What the task asks
Below are the entries to work from; restate word for word the portion that opens with the line containing "box plus label." and closes with the line containing "impl<L: View> Toggle<L>", keeping both.

Saved data entries:
__________________________________________________
//! Toggle decorator: a boxed check/minus icon followed by a label.

use crate::decorator::{BaseDecorator, Binding, Control, ControlState, Response, View};
use crate::input::InputState;
use crate::layout::{Rect, Row, Size, Slot};
use crate::render::{Glyph, RenderCommand, Renderer};
use crate::style::{Color, StyleConfig, Theme};

/// Derives the icon, colors and box style from the toggle value.
///
/// Nothing here is configurable beyond the theme: on is accent + checkmark,
/// off is neutral + minus.
#[derive(Debug, Clone, Copy, Default, PartialEq)]
pub struct ToggleDecorator {
    theme: Theme,
}

impl ToggleDecorator {
    /// Edge of the glyph frame.
    pub const ICON_SIZE: f32 = 18.0;
    /// Padding between glyph frame and box border.
    pub const ICON_PADDING: f32 = 2.0;
    /// Gap between the box and the label.
    pub const SPACING: f32 = 8.0;

    /// Creates a toggle decorator for the given theme.
    #[must_use]
    pub const fn new(theme: Theme) -> Self {
        Self { theme }
    }

    /// Glyph for the value.
    #[must_use]
    pub const fn glyph(on: bool) -> Glyph {
        if on {
            Glyph::Checkmark
        } else {
            Glyph::Minus
        }
    }

    /// Icon and border color for the value.
    #[must_use]
    pub const fn color(&self, on: bool) -> Color {
        self.theme.resolve(on)
    }

    /// Box style for the value: defaults with the derived border color.
    #[must_use]
    pub fn style(&self, on: bool) -> StyleConfig {
        StyleConfig::default().with_border_color(self.color(on))
    }

    /// Size of the icon box.
    #[must_use]
    pub fn box_size() -> Size {
        let edge = Self::ICON_SIZE + Self::ICON_PADDING * 2.0;
        Size::new(edge, edge)
    }

    /// Size of box plus label.
    #[must_use]
    pub fn measure(&self, label: Size) -> Size {
        Row::new(Self::SPACING).measure(&[Slot::Fixed(Self::box_size()), Slot::Fixed(label)])
    }

    /// Emits the icon box and the label inside `bounds`.
    pub fn render<V: View>(&self, on: bool, label: &V, bounds: Rect, renderer: &mut Renderer) {
        let slots = [Slot::Fixed(Self::box_size()), Slot::Fixed(label.size())];
        let rects = Row::new(Self::SPACING).arrange(bounds, &slots);
        let (icon_box, label_rect) = (rects[0], rects[1]);
        let color = self.color(on);

        BaseDecorator::new(self.style(on)).decorate(icon_box, renderer, |renderer| {
            renderer.push(RenderCommand::Icon {
                bounds: icon_box.center_child(Size::new(Self::ICON_SIZE, Self::ICON_SIZE)),
                glyph: Self::glyph(on),
                tint: color,
            });
        });
        label.render(label_rect, self.theme.neutral, renderer);
    }
}

/// A decorated checkbox-style toggle bound to a host value.
#[derive(Debug, Clone)]
pub struct Toggle<L> {
    state: ControlState,
    label: L,
    value: Binding<bool>,
    decorator: ToggleDecorator,
}

impl<L: View> Toggle<L> {
    /// Creates a toggle over `value` with the default theme.
    #[must_use]
    pub fn new(value: Binding<bool>, label: L) -> Self {
        Self::with_theme(value, label, Theme::default())
    }

    /// Creates a toggle over `value` with a specific theme.
    #[must_use]
    pub fn with_theme(value: Binding<bool>, label: L, theme: Theme) -> Self {
        let decorator = ToggleDecorator::new(theme);
        let size = decorator.measure(label.size());
        Self {
            state: ControlState::new(size),
            label,
            value,
            decorator,
        }
    }

    /// Current value.
    #[must_use]
    pub fn is_on(&self) -> bool {
        self.value.get()
    }

    /// Flips the bound value and returns the new value.
    pub fn toggle(&mut self) -> bool {
        let on = self.value.update(|on| !on);
        tracing::debug!(on, "toggle flipped");
        on
    }
}

impl<L: View> Control for Toggle<L> {
    fn state(&self) -> &ControlState {
        &self.state
    }

    fn state_mut(&mut self) -> &mut ControlState {
        &mut self.state
    }

    fn size(&self) -> Size {
        self.decorator.measure(self.label.size())
    }

    fn update(&mut self, input: &InputState, _dt: f32) -> Response {
        if self.state.visible && input.tapped(self.state.rect) {
            self.toggle();
            return Response {
                clicked: true,
                changed: true,
                ..Response::default()
            };
        }
        Response::default()
    }

    fn render(&self, renderer: &mut Renderer) {
        if self.state.visible {
            self.decorator
                .render(self.is_on(), &self.label, self.state.rect, renderer);
        }
    }
}

#[cfg(test)]
mod tests {
    use super::*;
    use crate::decorator::Label;

    fn toggle(on: bool) -> (Binding<bool>, Toggle<Label>) {
        let value = Binding::new(on);
        let mut toggle = Toggle::new(value.clone(), Label::new("I agree"));
        toggle.place_at(0.0, 0.0);
        (value, toggle)
    }

    fn rendered(toggle: &Toggle<Label>) -> crate::render::Frame {
        let mut renderer = Renderer::new();
        toggle.render(&mut renderer);
        renderer.end_frame()
    }

    #[test]
    fn test_off_is_minus_and_neutral() {
        let (_, toggle) = toggle(false);
        let frame = rendered(&toggle);

        let (_, glyph, tint) = frame.icons().next().unwrap();
        assert_eq!(glyph, Glyph::Minus);
        assert_eq!(tint, Color::BLACK);
        let (_, border, _, _) = frame.strokes().next().unwrap();
        assert_eq!(border, Color::BLACK);
    }

    #[test]
    fn test_on_is_checkmark_and_accent() {
        let (_, toggle) = toggle(true);
        let frame = rendered(&toggle);

        let (_, glyph, tint) = frame.icons().next().unwrap();
        assert_eq!(glyph, Glyph::Checkmark);
        assert_eq!(tint, Theme::DEFAULT.accent);
        let (_, border, width, radius) = frame.strokes().next().unwrap();
        assert_eq!(border, Theme::DEFAULT.accent);
        assert_eq!(width, StyleConfig::DEFAULT.border_width);
        assert_eq!(radius, StyleConfig::DEFAULT.corner_radius);
    }

    #[test]
    fn test_label_stays_neutral() {
        let (_, toggle) = toggle(true);
        let frame = rendered(&toggle);

        let label_color = frame.commands.iter().find_map(|command| match command {
            RenderCommand::Text { color, .. } => Some(*color),
            _ => None,
        });
        assert_eq!(label_color, Some(Color::BLACK));
    }

    #[test]
    fn test_tap_flips_binding_once() {
        let (value, mut toggle) = toggle(false);
        let mut input = InputState::new();

        input.tap(5.0, 5.0);
        let response = toggle.update(&input, 0.016);
        assert!(response.changed);
        assert!(value.get());

        input.begin_frame();
        let response = toggle.update(&input, 0.016);
        assert!(!response.changed);
        assert!(value.get());
    }

    #[test]
    fn test_tap_on_label_also_flips() {
        let (value, mut toggle) = toggle(false);
        let label_x = ToggleDecorator::box_size().width + ToggleDecorator::SPACING + 4.0;
        let mut input = InputState::new();

        input.tap(label_x, 5.0);
        toggle.update(&input, 0.016);
        assert!(value.get());
    }

    #[test]
    fn test_external_change_is_rendered() {
        let (value, toggle) = toggle(false);
        value.set(true);

        let (_, glyph, _) = rendered(&toggle).icons().next().unwrap();
        assert_eq!(glyph, Glyph::Checkmark);
    }
}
__________________________________________________
Task answer
    /// Size of box plus label.
    #[must_use]
    pub fn measure(&self, label: Size) -> Size {
        Row::new(Self::SPACING).measure(&[Slot::Fixed(Self::box_size()), Slot::Fixed(label)])
    }

    /// Emits the icon box and the label inside `bounds`.
    pub fn render<V: View>(&self, on: bool, label: &V, bounds: Rect, renderer: &mut Renderer) {
        let slots = [Slot::Fixed(Self::box_size()), Slot::Fixed(label.size())];
        let rects = Row::new(Self::SPACING).arrange(bounds, &slots);
        let (icon_box, label_rect) = (rects[0], rects[1]);
        let color = self.color(on);

        BaseDecorator::new(self.style(on)).decorate(icon_box, renderer, |renderer| {
            renderer.push(RenderCommand::Icon {
                bounds: icon_box.center_child(Size::new(Self::ICON_SIZE, Self::ICON_SIZE)),
                glyph: Self::glyph(on),
                tint: color,
            });
        });
        label.render(label_rect, self.theme.neutral, renderer);
    }
}

/// A decorated checkbox-style toggle bound to a host value.
#[derive(Debug, Clone)]
pub struct Toggle<L> {
    state: ControlState,
    label: L,
    value: Binding<bool>,
    decorator: ToggleDecorator,
}

impl<L: View> Toggle<L> {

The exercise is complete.